THE EDITOR, Madam:
Recently, there have been recommendations encouraging the Church to be more proactive in society as a respected body. Without even any question of whether a Christian should be steering the political ship in any direction, is the question of their own moral competence.
For example, how does one separate the belief of a Christian from his practice? An instance of this is the belief that when an innocent person is murdered, they have somehow been transferred to a better place in heaven. If this is so, is the killer a kind of carousel that moves a person to the best and therefore, makes a them a doer of good? How brazen and outrageous!
Even worst, is the notion that an innocent child who has lost their life has been transported to heaven because God wanted another angel. This must be the crest of convoluted depravity, to implicate a God whose very essence is love, in such heinous corruption. (1 John4:8) Further, for Christians to believe that God the almighty would roast a person in hell’s fire for perpetuity for a finite blunder or sin he has committed, runs against all sense of justice even for a sinner.

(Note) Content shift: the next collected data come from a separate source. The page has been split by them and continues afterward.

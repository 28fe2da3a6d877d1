use node::{NodeError, NodeId, PageId};
use thiserror::Error;

/// Errors raised by document and tree operations.
///
/// Every error is reported by the call that violated the constraint, and
/// a failed call leaves the document unchanged.
#[derive(Debug, Clone, PartialEq, Error)]
pub enum SceneError {
    #[error(transparent)]
    Node(#[from] NodeError),

    #[error("moving {node} into {parent} would create a cycle")]
    CycleError { node: NodeId, parent: NodeId },

    /// Informational: nothing is selected.
    #[error("no layers are selected")]
    EmptySelection,

    #[error("node {0} not found")]
    NodeNotFound(NodeId),

    #[error("page {0} not found")]
    PageNotFound(PageId),

    #[error("document has no selected page")]
    NoSelectedPage,

    #[error("node {0} is not an artboard and cannot hold children")]
    NotAContainer(NodeId),

    #[error("artboard {0} cannot be placed inside another artboard")]
    NestedArtboard(NodeId),

    #[error("node {0} is not a shape")]
    NotAShape(NodeId),

    #[error("node {0} already exists in this document")]
    DuplicateNode(NodeId),

    #[error("page {0} already exists in this document")]
    DuplicatePage(PageId),
}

The same God who loves the world so much and sent his only begotten son to save is preparing an everlasting furnace. Interesting, when many were offering their babies to Baal’s fiery furnace, God himself said that such a thing never even came up into his mind. (Jeremiah 19:5) Thus, can a Christian who believes those things, lift his head from such dire and fiery baptism, and separate himself from his own belief and stand with a clear conscience?